2016 young adult novel by Nic Stone

Dear Martin, published in 2018 by Crown Publishing Group, is an adult novel by Nic Stone. It is Stone's debut novel, written as a reaction to the murder of Jordan Davis. The book appeared as #4 on The New York Times Best Seller list.

==Development and publication==
Stone began writing the book after a series of racially-charged events, including the 2012 murder of Jordan Davis, a 17-year-old who was killed by a man who shot several rounds into a car of teenagers over a dispute about loud rap music, and the 2014 shooting of Michael Brown. Stone was also inspired to write the book for her sons. Stone sold her book as a proposal, resulting in her writing and researching simultaneously over eight weeks to develop a draft. Stone described the experience as "excruciating" and stated that she was not interested in repeating it.

Dear Martin has been translated and published in Germany, Brazil, Indonesia, the Netherlands, the UK, Turkey, and Romania.

==Plot==

Dear Martin follows Justyce McAllister, a high school student living in Atlanta and attending a predominantly white preparatory high school on a scholarship. Justyce is thrown to the ground and handcuffed by a white police officer.
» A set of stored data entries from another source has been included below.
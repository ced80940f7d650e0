//! Module: index::extract::plan
//! Responsibility: shared path trie over all index fields and the row walk
//! that expands it into slot tuples.
//! Boundary: fields sharing a multi-valued ancestor are evaluated per
//! ancestor element, so their values stay correlated.

use crate::{
    error::{CodecError, ErrorOrigin},
    index::{
        ResolvedField, ResolvedIndex,
        json::{json_kind, project},
        key::{conform, slot_error},
        path::PathStep,
    },
    model::{RowValue, record_get},
    value::Value,
};
use serde_json::Value as JsonValue;

///
/// PlanNode
///
/// Trie node keyed by resolved path step.
///

#[derive(Clone, Debug, Default)]
pub(crate) struct PlanNode {
    leaves: Vec<usize>,
    children: Vec<(PathStep, Self)>,
    // first field routed through this node; names type errors
    first_field: usize,
}

impl PlanNode {
    pub(crate) fn build(fields: &[ResolvedField]) -> Self {
        let mut root = Self::default();

        for (position, field) in fields.iter().enumerate() {
            let mut node = &mut root;
            for step in &field.steps {
                let at = match node.children.iter().position(|(s, _)| s == step) {
                    Some(at) => at,
                    None => {
                        let child = Self {
                            first_field: position,
                            ..Self::default()
                        };
                        node.children.push((step.clone(), child));
                        node.children.len() - 1
                    }
                };
                node = &mut node.children[at].1;
            }
            node.leaves.push(position);
        }

        root
    }
}

/// Sparse slot assignments produced by one branch of the walk.
pub(crate) type Tuple = Vec<(usize, Value)>;

// Position of the walk inside one row.
#[derive(Clone, Copy)]
enum Cursor<'a> {
    Missing,
    SqlNull,
    Record(&'a [(String, RowValue)]),
    Row(&'a RowValue),
    Json(&'a JsonValue),
    Key(&'a str),
    Entry(&'a str, &'a RowValue),
}

impl<'a> Cursor<'a> {
    fn of(value: &'a RowValue) -> Self {
        match value {
            RowValue::Null | RowValue::Scalar(Value::Null) => Self::SqlNull,
            RowValue::Record(fields) => Self::Record(fields),
            RowValue::Json(json) => Self::Json(json),
            other => Self::Row(other),
        }
    }

    fn kind(self) -> &'static str {
        match self {
            Self::Missing => "missing",
            Self::SqlNull => "null",
            Self::Record(_) => "record",
            Self::Row(value) => value.kind_label(),
            Self::Json(json) => json_kind(json),
            Self::Key(_) => "map key",
            Self::Entry(..) => "map entry",
        }
    }
}

// Values reached by a multi-valued step.
enum Fanout<'a> {
    // absent, empty, or null collection: one branch carrying this cursor
    Absent(Cursor<'a>),
    Items(Vec<Cursor<'a>>),
}

///
/// Walk
///
/// One row's expansion against an index plan.
///

pub(crate) struct Walk<'i> {
    index: &'i ResolvedIndex,
    limit: usize,
}

impl<'i> Walk<'i> {
    pub(crate) const fn new(index: &'i ResolvedIndex) -> Self {
        Self {
            index,
            limit: index.config().max_keys,
        }
    }

    pub(crate) fn run(
        &self,
        plan: &PlanNode,
        fields: &[(String, RowValue)],
    ) -> Result<Vec<Tuple>, CodecError> {
        self.eval(plan, Cursor::Record(fields))
    }

    fn eval(&self, node: &PlanNode, cursor: Cursor<'_>) -> Result<Vec<Tuple>, CodecError> {
        let mut base = Tuple::with_capacity(node.leaves.len());
        for &position in &node.leaves {
            base.push((position, self.leaf(position, cursor)?));
        }

        let mut tuples = vec![base];
        for (step, child) in &node.children {
            let branch = if step.is_multi_valued() {
                match self.fan_out(step, cursor, child.first_field)? {
                    Fanout::Absent(cursor) => self.eval(child, cursor)?,
                    Fanout::Items(items) => {
                        let mut out = Vec::new();
                        for item in items {
                            out.extend(self.eval(child, item)?);
                            self.check_limit(out.len())?;
                        }
                        out
                    }
                }
            } else {
                self.eval(child, self.navigate(step, cursor, child.first_field)?)?
            };

            tuples = self.cross(tuples, branch)?;
        }

        Ok(tuples)
    }

    fn cross(&self, left: Vec<Tuple>, right: Vec<Tuple>) -> Result<Vec<Tuple>, CodecError> {
        if right.len() == 1 {
            let extra = right.into_iter().next().unwrap_or_default();
            return Ok(left
                .into_iter()
                .map(|mut tuple| {
                    tuple.extend(extra.iter().cloned());
                    tuple
                })
                .collect());
        }

        let produced = left.len().saturating_mul(right.len());
        self.check_limit(produced)?;

        let mut out = Vec::with_capacity(produced);
        for l in &left {
            for r in &right {
                let mut tuple = l.clone();
                tuple.extend(r.iter().cloned());
                out.push(tuple);
            }
        }

        Ok(out)
    }

    fn check_limit(&self, produced: usize) -> Result<(), CodecError> {
        if produced > self.limit {
            return Err(CodecError::resource_limit(
                self.index.name(),
                self.limit,
                produced,
            ));
        }

        Ok(())
    }

    fn navigate<'a>(
        &self,
        step: &PathStep,
        cursor: Cursor<'a>,
        position: usize,
    ) -> Result<Cursor<'a>, CodecError> {
        let next = match (step, cursor) {
            (_, Cursor::Missing | Cursor::SqlNull) => cursor,
            (PathStep::Field { name, nullable }, Cursor::Record(fields)) => {
                let next = record_get(fields, name).map_or(Cursor::Missing, Cursor::of);
                if !nullable && matches!(next, Cursor::SqlNull) {
                    return Err(self.not_null_error(position, name));
                }
                next
            }
            (PathStep::EntryKey, Cursor::Entry(key, _)) => Cursor::Key(key),
            (PathStep::EntryValue, Cursor::Entry(_, value)) => Cursor::of(value),
            (PathStep::MapEntry(key), Cursor::Row(RowValue::Map(entries))) => {
                entries.get(key).map_or(Cursor::Missing, Cursor::of)
            }
            (PathStep::JsonField(name), Cursor::Json(JsonValue::Object(members))) => {
                members.get(name).map_or(Cursor::Missing, Cursor::Json)
            }
            // member access on a json scalar or array finds nothing
            (PathStep::JsonField(_), Cursor::Json(_)) => Cursor::Missing,
            (step, cursor) => return Err(self.shape_error(position, step, cursor)),
        };

        Ok(next)
    }

    fn fan_out<'a>(
        &self,
        step: &PathStep,
        cursor: Cursor<'a>,
        position: usize,
    ) -> Result<Fanout<'a>, CodecError> {
        let items: Vec<Cursor<'a>> = match (step, cursor) {
            (_, Cursor::Missing | Cursor::SqlNull) => return Ok(Fanout::Absent(cursor)),
            (PathStep::Elements, Cursor::Row(RowValue::Array(items))) => {
                items.iter().map(Cursor::of).collect()
            }
            (PathStep::MapEntries, Cursor::Row(RowValue::Map(entries))) => entries
                .iter()
                .map(|(key, value)| Cursor::Entry(key.as_str(), value))
                .collect(),
            (PathStep::JsonElements, Cursor::Json(JsonValue::Array(items))) => {
                items.iter().map(Cursor::Json).collect()
            }
            // a json non-array under [] is its own single element
            (PathStep::JsonElements, Cursor::Json(_)) => vec![cursor],
            (step, cursor) => return Err(self.shape_error(position, step, cursor)),
        };

        if items.is_empty() {
            return Ok(Fanout::Absent(Cursor::Missing));
        }

        Ok(Fanout::Items(items))
    }

    fn leaf(&self, position: usize, cursor: Cursor<'_>) -> Result<Value, CodecError> {
        let Some(field) = self.index.field(position) else {
            return Err(CodecError::unsupported(
                ErrorOrigin::Extractor,
                format!("index field {position} is not part of index '{}'", self.index.name()),
            ));
        };

        if let Some(declared) = field.json_type() {
            let json = match cursor {
                Cursor::Missing => None,
                Cursor::SqlNull => return Ok(Value::Null),
                Cursor::Json(json) => Some(json),
                other => return Err(self.leaf_error(position, field, other)),
            };

            return project(json, declared).map_err(|err| {
                CodecError::type_mismatch(ErrorOrigin::Projector, position, field.path(), err)
            });
        }

        match cursor {
            Cursor::Missing => Ok(Value::Empty),
            Cursor::SqlNull => Ok(Value::Null),
            Cursor::Key(key) => Ok(Value::Text(key.to_string())),
            Cursor::Row(RowValue::Scalar(value)) if value.is_null_like() => Ok(value.clone()),
            Cursor::Row(RowValue::Scalar(value)) => {
                conform(value.clone(), field, self.index.config())
                    .map_err(|err| slot_error(ErrorOrigin::Extractor, position, field, err))
            }
            other => Err(self.leaf_error(position, field, other)),
        }
    }

    fn leaf_error(&self, position: usize, field: &ResolvedField, cursor: Cursor<'_>) -> CodecError {
        let expected = field
            .json_type()
            .map_or_else(|| field.slot_type().to_string(), |ty| format!("json {ty}"));

        CodecError::type_mismatch(
            ErrorOrigin::Extractor,
            position,
            field.path(),
            format!("expected {expected}, found {}", cursor.kind()),
        )
    }

    fn not_null_error(&self, position: usize, name: &str) -> CodecError {
        let path = self
            .index
            .field(position)
            .map_or_else(String::new, |field| field.path().to_string());

        CodecError::type_mismatch(
            ErrorOrigin::Extractor,
            position,
            path,
            format!("field '{name}' is declared NOT NULL but holds NULL"),
        )
    }

    fn shape_error(&self, position: usize, step: &PathStep, cursor: Cursor<'_>) -> CodecError {
        let path = self
            .index
            .field(position)
            .map_or_else(String::new, |field| field.path().to_string());
        let expected = match step {
            PathStep::Field { .. } => "record",
            PathStep::Elements => "array",
            PathStep::MapEntries | PathStep::MapEntry(_) => "map",
            PathStep::EntryKey | PathStep::EntryValue => "map entry",
            PathStep::JsonField(_) | PathStep::JsonElements => "json",
        };

        CodecError::type_mismatch(
            ErrorOrigin::Extractor,
            position,
            path,
            format!("expected {expected}, found {}", cursor.kind()),
        )
    }
}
After the incident, Justyce attempts to make sense of life as a black teenager in the current political climate and begins writing letters to the spirit of Dr. Martin Luther King Jr., asking himself, "What would Dr. King do if he were alive today?".

==Reception==
In February 2020, two years after it was first published, Dear Martin again hit the New York Times bestseller list, as the #1 Young Adult Paperback.

===Accolades===
- 2018 Finalist for the William C. Morris Debut YA Award
- 2018 American Library Association's (ALA) Top Ten Amazing Audiobooks for Young Adults
- 2018 ALA's Top Ten Quick Picks for Reluctant Young Adult Readers
- 2018 – Starred review from Booklist.
- 2018 Amelia Elizabeth Walden Award Nominee>
- 2020 South Carolina Book Award Nominee for Young Adult
- 2020 Lincoln Award Nominee

===Controversy===
Dear Martin has been banned or challenged in several school districts in Georgia, as well as in the Monett school district in Missouri.

==Sequel==
Stone wrote a sequel, Dear Justyce, which was published in October 2020. The book is about an incarcerated teen, Quan, who is on trial for murder charges. Quan first appears in Dear Martin as the cousin of Justyce's best friend, and the story is told through letters written to Justyce. Stone was not planning on writing a sequel, but was encouraged by her publisher and decided to write a book about a "black boy that everybody is afraid of." Following the long-awaited sequel, a third book was published in March 2025. Dear Manny, the last installment of the Dear Martin series, is about Jared, one of Manny's friends. Jared explores new possibilities as he realizes his love for his debate opponent of color, while writing to his late friend, Manny.